Every line from the one containing "the caller logs" to the one containing "let register_data = register_data.into_inner();" in the records below, both included, must be set down exactly, and no other line.

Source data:
────

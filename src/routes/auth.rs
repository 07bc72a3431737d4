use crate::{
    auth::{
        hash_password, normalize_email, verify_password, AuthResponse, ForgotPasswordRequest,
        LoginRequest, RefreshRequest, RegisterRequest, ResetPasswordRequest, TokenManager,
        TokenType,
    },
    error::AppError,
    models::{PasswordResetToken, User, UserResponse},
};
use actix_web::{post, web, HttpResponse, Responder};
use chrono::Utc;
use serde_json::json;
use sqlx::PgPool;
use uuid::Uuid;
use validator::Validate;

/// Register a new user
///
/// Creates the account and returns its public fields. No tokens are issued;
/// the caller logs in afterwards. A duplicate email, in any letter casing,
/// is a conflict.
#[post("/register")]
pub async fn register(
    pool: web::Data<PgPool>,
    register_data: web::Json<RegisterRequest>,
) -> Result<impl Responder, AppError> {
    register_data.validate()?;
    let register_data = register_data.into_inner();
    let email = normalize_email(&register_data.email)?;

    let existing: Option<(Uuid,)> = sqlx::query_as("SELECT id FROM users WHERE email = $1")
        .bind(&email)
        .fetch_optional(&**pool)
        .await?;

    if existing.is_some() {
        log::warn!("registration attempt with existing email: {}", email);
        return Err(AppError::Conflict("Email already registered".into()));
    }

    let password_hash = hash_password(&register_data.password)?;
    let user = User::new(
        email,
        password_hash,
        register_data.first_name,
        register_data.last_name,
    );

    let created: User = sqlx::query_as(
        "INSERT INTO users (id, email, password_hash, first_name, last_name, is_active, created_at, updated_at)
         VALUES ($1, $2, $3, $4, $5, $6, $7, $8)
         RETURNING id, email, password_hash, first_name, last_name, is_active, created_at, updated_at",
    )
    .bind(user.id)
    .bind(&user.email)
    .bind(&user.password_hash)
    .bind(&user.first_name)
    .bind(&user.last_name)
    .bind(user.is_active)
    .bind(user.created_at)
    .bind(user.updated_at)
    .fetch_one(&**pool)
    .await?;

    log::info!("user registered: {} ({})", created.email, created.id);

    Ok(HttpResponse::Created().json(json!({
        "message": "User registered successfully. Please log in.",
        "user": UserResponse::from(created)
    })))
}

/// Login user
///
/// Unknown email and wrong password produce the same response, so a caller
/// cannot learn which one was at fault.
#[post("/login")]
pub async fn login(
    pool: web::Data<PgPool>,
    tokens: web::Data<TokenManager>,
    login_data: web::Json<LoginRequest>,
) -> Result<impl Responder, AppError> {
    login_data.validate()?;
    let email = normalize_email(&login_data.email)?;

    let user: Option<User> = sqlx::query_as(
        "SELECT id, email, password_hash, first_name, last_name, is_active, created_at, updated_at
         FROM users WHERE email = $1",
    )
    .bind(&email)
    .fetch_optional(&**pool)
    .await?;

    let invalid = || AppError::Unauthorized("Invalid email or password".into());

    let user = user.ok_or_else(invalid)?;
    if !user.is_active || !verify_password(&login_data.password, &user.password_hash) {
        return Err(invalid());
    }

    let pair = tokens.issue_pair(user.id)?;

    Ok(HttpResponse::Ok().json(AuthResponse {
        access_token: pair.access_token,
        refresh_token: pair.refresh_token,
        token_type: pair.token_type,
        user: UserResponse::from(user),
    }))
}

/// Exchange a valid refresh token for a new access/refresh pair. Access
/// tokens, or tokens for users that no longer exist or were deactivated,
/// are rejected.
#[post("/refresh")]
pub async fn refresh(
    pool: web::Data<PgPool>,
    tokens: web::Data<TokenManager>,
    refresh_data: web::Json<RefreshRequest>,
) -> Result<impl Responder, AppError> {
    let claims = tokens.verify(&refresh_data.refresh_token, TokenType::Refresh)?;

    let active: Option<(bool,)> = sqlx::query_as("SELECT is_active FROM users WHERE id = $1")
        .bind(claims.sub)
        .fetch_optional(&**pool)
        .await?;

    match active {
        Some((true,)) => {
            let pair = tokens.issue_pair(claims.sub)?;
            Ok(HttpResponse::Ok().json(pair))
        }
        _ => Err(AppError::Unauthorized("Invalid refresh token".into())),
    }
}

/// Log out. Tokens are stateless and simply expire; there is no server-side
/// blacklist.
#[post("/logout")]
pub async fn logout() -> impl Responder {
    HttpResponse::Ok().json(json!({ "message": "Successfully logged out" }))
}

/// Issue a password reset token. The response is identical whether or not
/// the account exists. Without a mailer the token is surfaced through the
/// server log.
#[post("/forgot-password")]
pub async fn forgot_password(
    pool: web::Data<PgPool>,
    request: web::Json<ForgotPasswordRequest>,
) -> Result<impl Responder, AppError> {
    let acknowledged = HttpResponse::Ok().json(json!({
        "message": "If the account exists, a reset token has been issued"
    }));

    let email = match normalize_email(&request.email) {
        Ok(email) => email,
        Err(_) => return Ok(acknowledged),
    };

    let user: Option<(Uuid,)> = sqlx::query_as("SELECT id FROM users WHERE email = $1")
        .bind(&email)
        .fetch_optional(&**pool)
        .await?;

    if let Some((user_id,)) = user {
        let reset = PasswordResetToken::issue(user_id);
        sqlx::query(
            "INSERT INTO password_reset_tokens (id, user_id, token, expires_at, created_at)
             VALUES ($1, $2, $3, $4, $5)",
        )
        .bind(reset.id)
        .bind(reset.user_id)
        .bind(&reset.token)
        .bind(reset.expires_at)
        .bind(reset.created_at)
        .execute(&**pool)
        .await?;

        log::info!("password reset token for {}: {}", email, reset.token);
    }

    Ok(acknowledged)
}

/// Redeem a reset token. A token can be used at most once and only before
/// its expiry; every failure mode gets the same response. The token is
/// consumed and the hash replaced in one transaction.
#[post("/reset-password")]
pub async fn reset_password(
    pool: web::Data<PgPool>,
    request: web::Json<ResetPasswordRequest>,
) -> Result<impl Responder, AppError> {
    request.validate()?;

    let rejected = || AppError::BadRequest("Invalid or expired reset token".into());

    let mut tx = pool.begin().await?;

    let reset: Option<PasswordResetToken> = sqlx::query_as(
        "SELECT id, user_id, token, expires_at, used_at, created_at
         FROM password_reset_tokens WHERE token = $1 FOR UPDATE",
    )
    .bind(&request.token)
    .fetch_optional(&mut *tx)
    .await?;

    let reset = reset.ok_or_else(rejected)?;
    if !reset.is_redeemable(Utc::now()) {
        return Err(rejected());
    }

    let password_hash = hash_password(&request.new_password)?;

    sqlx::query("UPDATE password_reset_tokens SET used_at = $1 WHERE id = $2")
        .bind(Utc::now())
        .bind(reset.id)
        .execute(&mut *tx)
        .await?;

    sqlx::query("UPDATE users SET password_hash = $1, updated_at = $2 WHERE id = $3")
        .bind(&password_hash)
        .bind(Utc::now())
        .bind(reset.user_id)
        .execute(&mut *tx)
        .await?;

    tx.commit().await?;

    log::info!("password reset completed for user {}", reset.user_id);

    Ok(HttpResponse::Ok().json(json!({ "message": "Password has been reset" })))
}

────

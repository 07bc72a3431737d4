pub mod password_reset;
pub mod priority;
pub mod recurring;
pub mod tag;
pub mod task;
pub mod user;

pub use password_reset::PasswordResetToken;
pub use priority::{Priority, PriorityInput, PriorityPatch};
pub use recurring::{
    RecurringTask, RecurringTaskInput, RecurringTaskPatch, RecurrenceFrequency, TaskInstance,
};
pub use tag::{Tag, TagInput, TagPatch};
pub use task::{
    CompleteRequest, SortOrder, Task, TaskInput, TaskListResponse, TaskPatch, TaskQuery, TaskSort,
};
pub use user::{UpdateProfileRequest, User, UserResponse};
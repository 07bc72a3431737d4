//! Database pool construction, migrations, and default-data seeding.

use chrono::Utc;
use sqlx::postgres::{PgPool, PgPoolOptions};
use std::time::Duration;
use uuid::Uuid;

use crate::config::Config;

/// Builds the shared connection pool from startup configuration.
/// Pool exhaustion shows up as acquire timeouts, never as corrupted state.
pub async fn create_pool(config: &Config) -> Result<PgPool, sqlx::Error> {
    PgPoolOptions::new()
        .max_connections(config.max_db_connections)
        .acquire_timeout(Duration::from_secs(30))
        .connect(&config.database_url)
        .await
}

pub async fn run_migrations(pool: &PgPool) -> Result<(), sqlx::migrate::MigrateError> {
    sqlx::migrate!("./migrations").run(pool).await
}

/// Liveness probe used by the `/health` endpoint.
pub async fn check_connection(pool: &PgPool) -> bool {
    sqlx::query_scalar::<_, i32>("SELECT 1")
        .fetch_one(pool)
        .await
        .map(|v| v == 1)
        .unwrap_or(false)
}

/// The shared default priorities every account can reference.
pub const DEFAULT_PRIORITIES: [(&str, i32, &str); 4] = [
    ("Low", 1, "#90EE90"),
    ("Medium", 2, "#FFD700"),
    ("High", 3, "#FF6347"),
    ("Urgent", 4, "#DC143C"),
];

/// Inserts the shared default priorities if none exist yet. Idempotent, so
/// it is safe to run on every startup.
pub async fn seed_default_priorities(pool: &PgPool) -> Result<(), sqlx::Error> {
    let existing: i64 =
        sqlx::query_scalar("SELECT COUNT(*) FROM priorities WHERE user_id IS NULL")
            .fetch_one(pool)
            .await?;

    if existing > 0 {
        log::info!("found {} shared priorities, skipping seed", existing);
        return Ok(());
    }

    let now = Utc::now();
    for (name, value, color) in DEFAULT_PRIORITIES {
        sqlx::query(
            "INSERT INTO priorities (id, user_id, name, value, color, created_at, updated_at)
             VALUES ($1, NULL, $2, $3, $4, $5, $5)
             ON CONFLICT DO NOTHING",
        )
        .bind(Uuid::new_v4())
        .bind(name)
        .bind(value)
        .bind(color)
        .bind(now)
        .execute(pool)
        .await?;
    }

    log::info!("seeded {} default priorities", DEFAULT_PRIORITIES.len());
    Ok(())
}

────

PROBLEM SOLUTION:
/// the caller logs in afterwards. A duplicate email, in any letter casing,
/// is a conflict.
#[post("/register")]
pub async fn register(
    pool: web::Data<PgPool>,
    register_data: web::Json<RegisterRequest>,
) -> Result<impl Responder, AppError> {
    register_data.validate()?;
    let register_data = register_data.into_inner();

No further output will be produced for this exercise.